| Work instructions |
All lines holding the word "AccessGranted" should be located in the records and copied.

| Dataset entries |
>>
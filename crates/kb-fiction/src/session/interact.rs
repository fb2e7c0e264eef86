//! Using fixtures and items, the server farm lock, and dialogue.

use kb_core::{Flag, ItemId, Placement};
use log::info;
use rand::seq::IndexedRandom;

use super::FictionSession;
use crate::console::Console;
use crate::error::{FictionError, FictionResult};
use crate::scripts::{Fixture, Interaction, LockHalf, NpcScript, story};

const DOOR_UNLOCKED: &str =
    "EIN KLICKEN IST ZU HOEREN. DIE TUER SCHEINT ENTSPERRT ZU SEIN. (VERSUCHE 'OEFFNE TUER')";

const CONTACT_FILLER: [&str; 4] = [
    "{npc} poliert weiter seine Brille. 'IMMER NOCH HIER? Suchst du was bestimmtes?'",
    "{npc} zuckt mit den Schultern. 'FRAGEN UEBER FRAGEN... FINDE DEINE EIGENEN ANTWORTEN. Oder frag jemand anderen.'",
    "{npc} murmelt: 'Ignoranz ist manchmal ein Segen... aber selten profitabel.'",
    "{npc} schaut kurz auf. 'Pass auf die Agenten auf. Sie sind ueberall.'",
];

impl<C: Console> FictionSession<C> {
    pub(super) fn use_target(&mut self, target: &str, object: Option<&str>) -> FictionResult<()> {
        if let Some(object) = object {
            return self.use_with(target, object);
        }
        match Fixture::resolve(&self.state.location, target) {
            Some(Fixture::Computer) => self.use_computer(),
            Some(Fixture::Phone) => {
                self.use_phone();
                Ok(())
            }
            Some(Fixture::Receiver) => {
                self.pick_up_receiver();
                Ok(())
            }
            Some(Fixture::Terminal) => {
                self.say("DU SETZT DICH AN DAS OEFFENTLICHE TERMINAL. ES RIECHT NACH STAUB UND NIKOTIN.");
                self.say("ES VERLANGT NACH EINER ANMELDUNG ODER MUENZEN...");
                self.say("(VIELLEICHT KANNST DU ES HACKEN? 'HACKE TERMINAL')");
                self.adjust_alert(1);
                Ok(())
            }
            Some(Fixture::Numpad) => {
                self.say("DAS NUMPAD IST BEREIT FUER EINE EINGABE. (BENUTZE 'CODE [NUMMER]')");
                Ok(())
            }
            Some(Fixture::CardReader) => {
                self.say("DER KARTENLESER WARTET AUF EINE KARTE. (BENUTZE 'SCHLUESSELKARTE MIT KARTENLESER')");
                Ok(())
            }
            Some(Fixture::Window) => {
                let view = self
                    .here()?
                    .detail(story::FENSTER, &self.state.flags)
                    .unwrap_or_default()
                    .to_string();
                self.say(&view);
                Ok(())
            }
            Some(Fixture::Bed) => {
                self.say("DU SETZT DICH AUFS BETT. ES IST NICHT SEHR BEQUEM. AUSRUHEN?");
                Ok(())
            }
            Some(Fixture::PhoneBooth) => {
                self.say("DU RUETTELST AN DER TUER DER TELEFONZELLE. DU KOENNTEST HINEINGEHEN ('GEHE TELEFONZELLE').");
                Ok(())
            }
            Some(Fixture::Door | Fixture::Button) | None => {
                if self.here()?.has_interactable(target) {
                    self.say(&format!(
                        "DU VERSUCHST '{target}' ZU BENUTZEN, ABER NICHTS SINNVOLLES PASSIERT."
                    ));
                    Ok(())
                } else {
                    Err(FictionError::CannotUse(target.to_string()))
                }
            }
        }
    }

    fn use_with(&mut self, item: &str, object: &str) -> FictionResult<()> {
        let id = self
            .item_carried(item)
            .map(|i| i.id.clone())
            .ok_or_else(|| FictionError::NotCarried(item.to_string()))?;
        match Interaction::resolve(id.as_str(), object, &self.state.location) {
            Some(Interaction::SwipeKeycard) => {
                self.say("DU ZIEHST DIE SCHLUESSELKARTE DURCH DEN LESER...");
                self.console.pause(1000);
                self.say("...EIN GRUENES LICHT BLINKT KURZ AUF. KARTE AKZEPTIERT.");
                self.complete_lock_half(LockHalf::Card);
                Ok(())
            }
            Some(Interaction::InsertDiskette) => {
                if !self.has(Flag::LoggedIn) {
                    return Err(FictionError::Refused(
                        "DU MUSST ZUERST DEN COMPUTER STARTEN/BENUTZEN (BENUTZE COMPUTER).",
                    ));
                }
                self.say("DU SCHIEBST DIE DISKETTE 'PROTOKOLL 7' IN DAS LAUFWERK.");
                self.say("(IM COMPUTER-MODUS KANNST DU JETZT 'LIES DISKETTE' EINGEBEN.)");
                self.adjust_alert(1);
                Ok(())
            }
            None => Err(FictionError::CannotCombine {
                item: item.to_string(),
                object: object.to_string(),
            }),
        }
    }

    /// Record one half of the server farm lock and grant access if the other half is done.
    fn complete_lock_half(&mut self, half: LockHalf) {
        self.state.set(half.flag());
        self.adjust_alert(1);
        if self.has(half.other().flag()) {
            if self.state.set(Flag::AccessGranted) {
                info!("server farm access granted");
            }
            self.say(DOOR_UNLOCKED);
        } else {
            self.say(half.partial());
        }
    }

    pub(super) fn enter_code(&mut self, code: &str) -> FictionResult<()> {
        if Fixture::resolve(&self.state.location, story::NUMPAD).is_none() {
            return Err(FictionError::NoNumpad);
        }
        self.say(&format!("DU GIBST DEN CODE '{code}' AM NUMPAD EIN..."));
        self.console.pause(1500);
        let Some(expected) = self.state.access_code.clone() else {
            self.say("DU HAST KEINE AHNUNG, WELCHEN CODE DU EINGEBEN SOLLST.");
            self.adjust_alert(1);
            return Ok(());
        };
        if code == expected {
            self.say("EIN GRUENES LICHT LEUCHTET AM NUMPAD. CODE AKZEPTIERT.");
            self.complete_lock_half(LockHalf::Code);
            Ok(())
        } else {
            self.say("FALSCHER CODE. EIN ROTES LICHT BLINKT WARNEND.");
            self.state.clear(Flag::CodeCorrect);
            self.state.clear(Flag::AccessGranted);
            self.adjust_alert(3);
            self.evaluate_alert()
        }
    }

    pub(super) fn open(&mut self, target: &str) -> FictionResult<()> {
        match Fixture::resolve(&self.state.location, target) {
            Some(Fixture::Door) => {
                if self.has(Flag::DoorOpen) {
                    return Err(FictionError::AlreadyDone("DIE SCHWERE STAHLTUER STEHT BEREITS OFFEN."));
                }
                let line = if self.has(Flag::AccessGranted) {
                    self.state.set(Flag::DoorOpen);
                    info!("server farm door opened");
                    "DIE SCHWERE STAHLTUER SCHWINGT MIT EINEM LEISEN SUMMEN AUF."
                } else if self.has(Flag::CardUsed) {
                    LockHalf::Card.door_refusal()
                } else if self.has(Flag::CodeCorrect) {
                    LockHalf::Code.door_refusal()
                } else {
                    "DIE TUER IST FEST VERSCHLOSSEN. SIE BENOETIGT WOHL EINE SCHLUESSELKARTE UND EINEN CODE."
                };
                self.say(line);
                Ok(())
            }
            Some(Fixture::PhoneBooth) => {
                self.say("Du oeffnest die Tuer zur Telefonzelle und gehst hinein.");
                self.go(story::TELEFONZELLE)
            }
            _ => Err(FictionError::CannotOpen(target.to_string())),
        }
    }

    pub(super) fn push(&mut self, target: &str) -> FictionResult<()> {
        match Fixture::resolve(&self.state.location, target) {
            Some(Fixture::Button) => {
                self.say("DU DRUECKST EINEN KLEINEN, UNBESCHRIFTETEN KNOPF NEBEN DEM MUENZSCHLITZ.");
                self.say("NICHTS SCHEINT ZU PASSIEREN.");
                Ok(())
            }
            _ => Err(FictionError::CannotPush(target.to_string())),
        }
    }

    pub(super) fn talk(&mut self, npc: &str) -> FictionResult<()> {
        let location = self.here()?;
        if !location.has_npc(npc) {
            return Err(FictionError::NobodyNamed(npc.to_string()));
        }
        let detail = location
            .detail(npc, &self.state.flags)
            .map(str::to_string)
            .unwrap_or_else(|| format!("{npc} scheint beschaeftigt."));
        match NpcScript::resolve(npc, &self.state.location) {
            Some(NpcScript::Contact) => self.talk_to_contact(npc),
            None => {
                self.say(&detail);
                self.say(&format!("{npc} IGNORIERT DICH WEITGEHEND."));
                Ok(())
            }
        }
    }

    fn talk_to_contact(&mut self, npc: &str) -> FictionResult<()> {
        if self.has(Flag::MetContact) {
            let line = CONTACT_FILLER
                .choose(&mut self.rng)
                .copied()
                .unwrap_or(CONTACT_FILLER[0])
                .replace("{npc}", npc);
            self.say(&line);
            return Ok(());
        }

        self.say(&format!("'NA?', sagt {npc}, ohne dich anzusehen. 'NEU HIER IM SCHATTEN?'"));
        self.console.pause(1000);
        self.say("'SEI VORSICHTIG, WEM DU TRAUST. NICHTS IST, WIE ES SCHEINT.'");
        self.console.pause(1000);
        self.say("'MANCHE SUCHEN DIE WAHRHEIT, ANDERE NUR DEN AUSWEG.'");
        self.state.set(Flag::MetContact);
        self.adjust_alert(1);

        let card = ItemId::new(story::SCHLUESSELKARTE);
        let unplaced = self
            .world
            .item(&card)
            .is_some_and(|i| *i.placement() == Placement::Nowhere);
        if unplaced {
            self.console.pause(1500);
            self.say(&format!("{npc} schiebt dir unauffaellig etwas ueber die Theke."));
            self.say("'VIELLEICHT HILFT DIR DAS BEI EINER VERSCHLOSSENEN TUER IRGENDWO IN DER STADT. ABER FRAG NICHT, WOHER ICH ES HABE.'");
            let here = self.location_id();
            self.world.place(&card, &here)?;
            self.console.blank();
            self.say("DU SIEHST HIER JETZT: SCHLUESSELKARTE");
        }
        Ok(())
    }
}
<<
| Your solution |
            if self.state.set(Flag::AccessGranted) {
            self.state.clear(Flag::AccessGranted);
                let line = if self.has(Flag::AccessGranted) {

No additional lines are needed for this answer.